Exercise requirements » Note how many lines in the material have "NewWalletEntry", and give only that figure.

[Entries shown Boundary: Start]

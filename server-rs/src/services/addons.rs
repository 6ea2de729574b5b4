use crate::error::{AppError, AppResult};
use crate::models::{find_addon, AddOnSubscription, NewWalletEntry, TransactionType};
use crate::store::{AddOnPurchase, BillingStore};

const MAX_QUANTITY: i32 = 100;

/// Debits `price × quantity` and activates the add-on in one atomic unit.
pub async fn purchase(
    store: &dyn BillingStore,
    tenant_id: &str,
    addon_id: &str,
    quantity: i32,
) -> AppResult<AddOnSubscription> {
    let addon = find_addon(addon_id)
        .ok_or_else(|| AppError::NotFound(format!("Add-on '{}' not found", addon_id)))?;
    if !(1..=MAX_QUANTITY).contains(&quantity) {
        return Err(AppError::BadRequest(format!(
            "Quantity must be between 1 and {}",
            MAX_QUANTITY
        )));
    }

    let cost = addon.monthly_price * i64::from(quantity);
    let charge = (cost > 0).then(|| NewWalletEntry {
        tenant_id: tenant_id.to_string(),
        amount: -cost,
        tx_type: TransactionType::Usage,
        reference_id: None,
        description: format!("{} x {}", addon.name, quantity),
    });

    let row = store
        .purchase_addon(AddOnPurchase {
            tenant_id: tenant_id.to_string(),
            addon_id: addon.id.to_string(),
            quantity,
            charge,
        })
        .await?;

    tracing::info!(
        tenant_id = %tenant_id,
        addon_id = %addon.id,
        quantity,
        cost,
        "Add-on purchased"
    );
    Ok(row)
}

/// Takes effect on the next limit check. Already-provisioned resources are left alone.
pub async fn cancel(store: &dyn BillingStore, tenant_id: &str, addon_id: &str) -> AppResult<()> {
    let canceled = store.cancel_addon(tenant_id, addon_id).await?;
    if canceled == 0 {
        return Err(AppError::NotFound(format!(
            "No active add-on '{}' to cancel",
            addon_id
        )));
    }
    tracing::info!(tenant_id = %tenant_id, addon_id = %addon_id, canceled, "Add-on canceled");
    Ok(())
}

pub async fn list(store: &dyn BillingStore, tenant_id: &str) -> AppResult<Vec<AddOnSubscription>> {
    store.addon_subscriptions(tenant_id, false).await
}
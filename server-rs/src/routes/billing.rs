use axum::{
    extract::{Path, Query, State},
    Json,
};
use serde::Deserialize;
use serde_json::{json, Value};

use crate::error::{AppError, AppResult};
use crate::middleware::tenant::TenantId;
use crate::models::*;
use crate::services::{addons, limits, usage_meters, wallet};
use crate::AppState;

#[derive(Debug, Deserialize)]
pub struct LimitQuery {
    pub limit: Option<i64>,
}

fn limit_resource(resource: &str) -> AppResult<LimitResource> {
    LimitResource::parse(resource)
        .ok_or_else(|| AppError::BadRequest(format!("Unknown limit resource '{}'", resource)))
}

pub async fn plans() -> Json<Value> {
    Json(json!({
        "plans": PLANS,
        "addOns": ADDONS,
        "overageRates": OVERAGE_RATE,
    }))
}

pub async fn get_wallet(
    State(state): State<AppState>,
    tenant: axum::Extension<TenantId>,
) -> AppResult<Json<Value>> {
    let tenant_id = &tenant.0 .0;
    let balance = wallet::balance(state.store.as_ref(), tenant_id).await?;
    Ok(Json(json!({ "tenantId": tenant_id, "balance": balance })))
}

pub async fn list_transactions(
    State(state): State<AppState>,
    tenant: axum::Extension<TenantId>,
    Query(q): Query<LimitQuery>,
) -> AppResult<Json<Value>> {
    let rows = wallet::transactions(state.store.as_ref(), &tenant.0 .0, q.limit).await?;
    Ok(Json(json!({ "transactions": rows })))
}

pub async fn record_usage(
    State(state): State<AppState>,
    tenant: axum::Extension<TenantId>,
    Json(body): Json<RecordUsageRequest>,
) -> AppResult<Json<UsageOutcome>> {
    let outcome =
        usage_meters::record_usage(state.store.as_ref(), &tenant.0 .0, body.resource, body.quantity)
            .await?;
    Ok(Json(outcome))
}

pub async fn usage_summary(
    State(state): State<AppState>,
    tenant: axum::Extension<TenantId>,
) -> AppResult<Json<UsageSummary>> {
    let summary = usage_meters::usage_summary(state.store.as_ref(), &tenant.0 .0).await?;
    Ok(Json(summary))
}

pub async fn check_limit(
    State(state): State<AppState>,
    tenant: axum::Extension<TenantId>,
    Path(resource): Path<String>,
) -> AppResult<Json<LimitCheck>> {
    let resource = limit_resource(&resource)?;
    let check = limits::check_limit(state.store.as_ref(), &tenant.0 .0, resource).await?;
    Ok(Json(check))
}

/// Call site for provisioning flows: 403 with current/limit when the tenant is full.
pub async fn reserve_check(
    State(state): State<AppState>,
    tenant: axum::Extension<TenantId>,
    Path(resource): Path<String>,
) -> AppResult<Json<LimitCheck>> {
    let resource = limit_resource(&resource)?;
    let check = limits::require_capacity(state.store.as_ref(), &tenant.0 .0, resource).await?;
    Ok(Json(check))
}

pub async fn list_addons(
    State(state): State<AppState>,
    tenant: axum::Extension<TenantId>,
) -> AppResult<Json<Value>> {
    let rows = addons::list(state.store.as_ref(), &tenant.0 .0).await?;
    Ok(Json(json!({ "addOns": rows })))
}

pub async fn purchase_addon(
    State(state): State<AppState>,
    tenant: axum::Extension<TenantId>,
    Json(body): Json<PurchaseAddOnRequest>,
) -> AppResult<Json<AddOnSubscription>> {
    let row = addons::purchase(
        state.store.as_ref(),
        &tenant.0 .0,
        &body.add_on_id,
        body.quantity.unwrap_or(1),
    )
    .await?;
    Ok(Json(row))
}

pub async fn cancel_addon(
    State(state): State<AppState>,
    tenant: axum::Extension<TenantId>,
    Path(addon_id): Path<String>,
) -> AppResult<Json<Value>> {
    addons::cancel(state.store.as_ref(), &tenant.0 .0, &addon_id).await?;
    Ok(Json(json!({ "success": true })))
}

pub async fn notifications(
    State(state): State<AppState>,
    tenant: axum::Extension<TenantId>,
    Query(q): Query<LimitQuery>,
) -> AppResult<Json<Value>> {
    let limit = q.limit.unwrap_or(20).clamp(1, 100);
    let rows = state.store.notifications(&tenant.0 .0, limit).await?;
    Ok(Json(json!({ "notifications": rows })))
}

[Entries shown Boundary: End]
[Entries shown Boundary: Start]

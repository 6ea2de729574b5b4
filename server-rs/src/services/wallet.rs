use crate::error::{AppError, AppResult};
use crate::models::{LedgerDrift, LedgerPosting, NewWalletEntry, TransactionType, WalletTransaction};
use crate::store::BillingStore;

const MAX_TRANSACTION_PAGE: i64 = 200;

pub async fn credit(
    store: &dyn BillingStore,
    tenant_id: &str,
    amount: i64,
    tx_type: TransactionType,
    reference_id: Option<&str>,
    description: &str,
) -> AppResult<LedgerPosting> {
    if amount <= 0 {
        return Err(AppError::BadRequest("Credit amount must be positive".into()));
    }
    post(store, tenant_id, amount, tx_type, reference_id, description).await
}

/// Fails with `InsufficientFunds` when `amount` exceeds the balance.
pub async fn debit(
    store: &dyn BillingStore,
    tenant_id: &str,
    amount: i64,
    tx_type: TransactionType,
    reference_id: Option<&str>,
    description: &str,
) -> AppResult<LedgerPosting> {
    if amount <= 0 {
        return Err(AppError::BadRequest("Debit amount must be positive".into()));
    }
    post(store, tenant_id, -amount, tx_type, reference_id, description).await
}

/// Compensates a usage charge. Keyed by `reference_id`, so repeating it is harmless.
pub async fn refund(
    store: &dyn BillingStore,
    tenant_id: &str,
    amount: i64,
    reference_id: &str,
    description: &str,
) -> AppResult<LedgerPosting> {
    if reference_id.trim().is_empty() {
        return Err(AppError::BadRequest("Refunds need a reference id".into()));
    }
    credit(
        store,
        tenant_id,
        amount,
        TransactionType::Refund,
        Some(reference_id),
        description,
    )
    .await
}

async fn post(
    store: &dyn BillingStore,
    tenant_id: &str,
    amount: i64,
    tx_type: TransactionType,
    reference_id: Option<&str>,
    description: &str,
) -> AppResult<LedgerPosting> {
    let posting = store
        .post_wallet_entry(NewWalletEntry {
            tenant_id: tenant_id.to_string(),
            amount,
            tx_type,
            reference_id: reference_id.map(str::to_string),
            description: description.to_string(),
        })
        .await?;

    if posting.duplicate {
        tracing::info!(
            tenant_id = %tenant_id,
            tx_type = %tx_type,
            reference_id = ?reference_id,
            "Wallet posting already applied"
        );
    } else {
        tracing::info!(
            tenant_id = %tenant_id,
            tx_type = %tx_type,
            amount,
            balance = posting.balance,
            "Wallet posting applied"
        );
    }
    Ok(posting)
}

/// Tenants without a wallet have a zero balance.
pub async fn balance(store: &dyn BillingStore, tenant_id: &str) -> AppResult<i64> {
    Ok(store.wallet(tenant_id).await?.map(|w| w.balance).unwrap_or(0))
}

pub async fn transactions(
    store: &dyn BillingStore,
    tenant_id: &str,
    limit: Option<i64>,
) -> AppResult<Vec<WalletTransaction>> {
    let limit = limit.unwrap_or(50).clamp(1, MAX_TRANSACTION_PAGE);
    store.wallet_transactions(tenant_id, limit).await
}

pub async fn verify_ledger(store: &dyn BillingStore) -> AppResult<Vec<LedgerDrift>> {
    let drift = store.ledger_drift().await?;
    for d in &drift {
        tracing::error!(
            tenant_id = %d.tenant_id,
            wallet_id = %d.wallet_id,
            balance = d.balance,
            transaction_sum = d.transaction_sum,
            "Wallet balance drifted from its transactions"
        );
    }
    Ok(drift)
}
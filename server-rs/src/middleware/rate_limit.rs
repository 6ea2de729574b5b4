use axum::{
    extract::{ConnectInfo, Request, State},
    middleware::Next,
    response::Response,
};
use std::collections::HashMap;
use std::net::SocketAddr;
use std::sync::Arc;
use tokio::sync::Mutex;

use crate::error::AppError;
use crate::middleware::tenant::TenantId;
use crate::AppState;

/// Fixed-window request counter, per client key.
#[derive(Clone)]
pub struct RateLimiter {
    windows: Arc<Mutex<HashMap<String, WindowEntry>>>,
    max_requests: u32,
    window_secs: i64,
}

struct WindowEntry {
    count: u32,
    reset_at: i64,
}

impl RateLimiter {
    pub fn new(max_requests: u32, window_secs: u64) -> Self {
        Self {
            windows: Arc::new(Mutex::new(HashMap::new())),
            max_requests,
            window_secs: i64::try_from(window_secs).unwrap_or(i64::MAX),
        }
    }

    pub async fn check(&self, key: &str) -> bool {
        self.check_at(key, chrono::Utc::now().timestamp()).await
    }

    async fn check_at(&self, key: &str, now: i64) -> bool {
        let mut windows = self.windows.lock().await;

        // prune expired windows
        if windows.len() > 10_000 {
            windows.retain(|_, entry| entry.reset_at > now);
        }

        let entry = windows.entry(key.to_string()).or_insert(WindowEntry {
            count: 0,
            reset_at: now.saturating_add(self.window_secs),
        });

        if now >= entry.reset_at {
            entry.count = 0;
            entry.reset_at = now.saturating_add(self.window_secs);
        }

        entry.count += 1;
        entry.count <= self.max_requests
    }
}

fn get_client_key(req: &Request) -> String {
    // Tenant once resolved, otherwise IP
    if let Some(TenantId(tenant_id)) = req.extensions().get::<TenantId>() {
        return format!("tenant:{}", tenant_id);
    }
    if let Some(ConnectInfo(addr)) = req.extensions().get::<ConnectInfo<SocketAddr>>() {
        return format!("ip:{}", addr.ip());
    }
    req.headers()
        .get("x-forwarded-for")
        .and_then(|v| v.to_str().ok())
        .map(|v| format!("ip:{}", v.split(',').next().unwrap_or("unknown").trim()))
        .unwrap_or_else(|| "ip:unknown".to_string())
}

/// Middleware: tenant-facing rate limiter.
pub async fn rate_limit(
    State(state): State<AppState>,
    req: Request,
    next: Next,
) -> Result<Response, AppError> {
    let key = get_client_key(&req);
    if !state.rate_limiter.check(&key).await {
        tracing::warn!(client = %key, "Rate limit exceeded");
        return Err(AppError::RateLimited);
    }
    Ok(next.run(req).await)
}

[Entries shown Boundary: End]

Written response » 4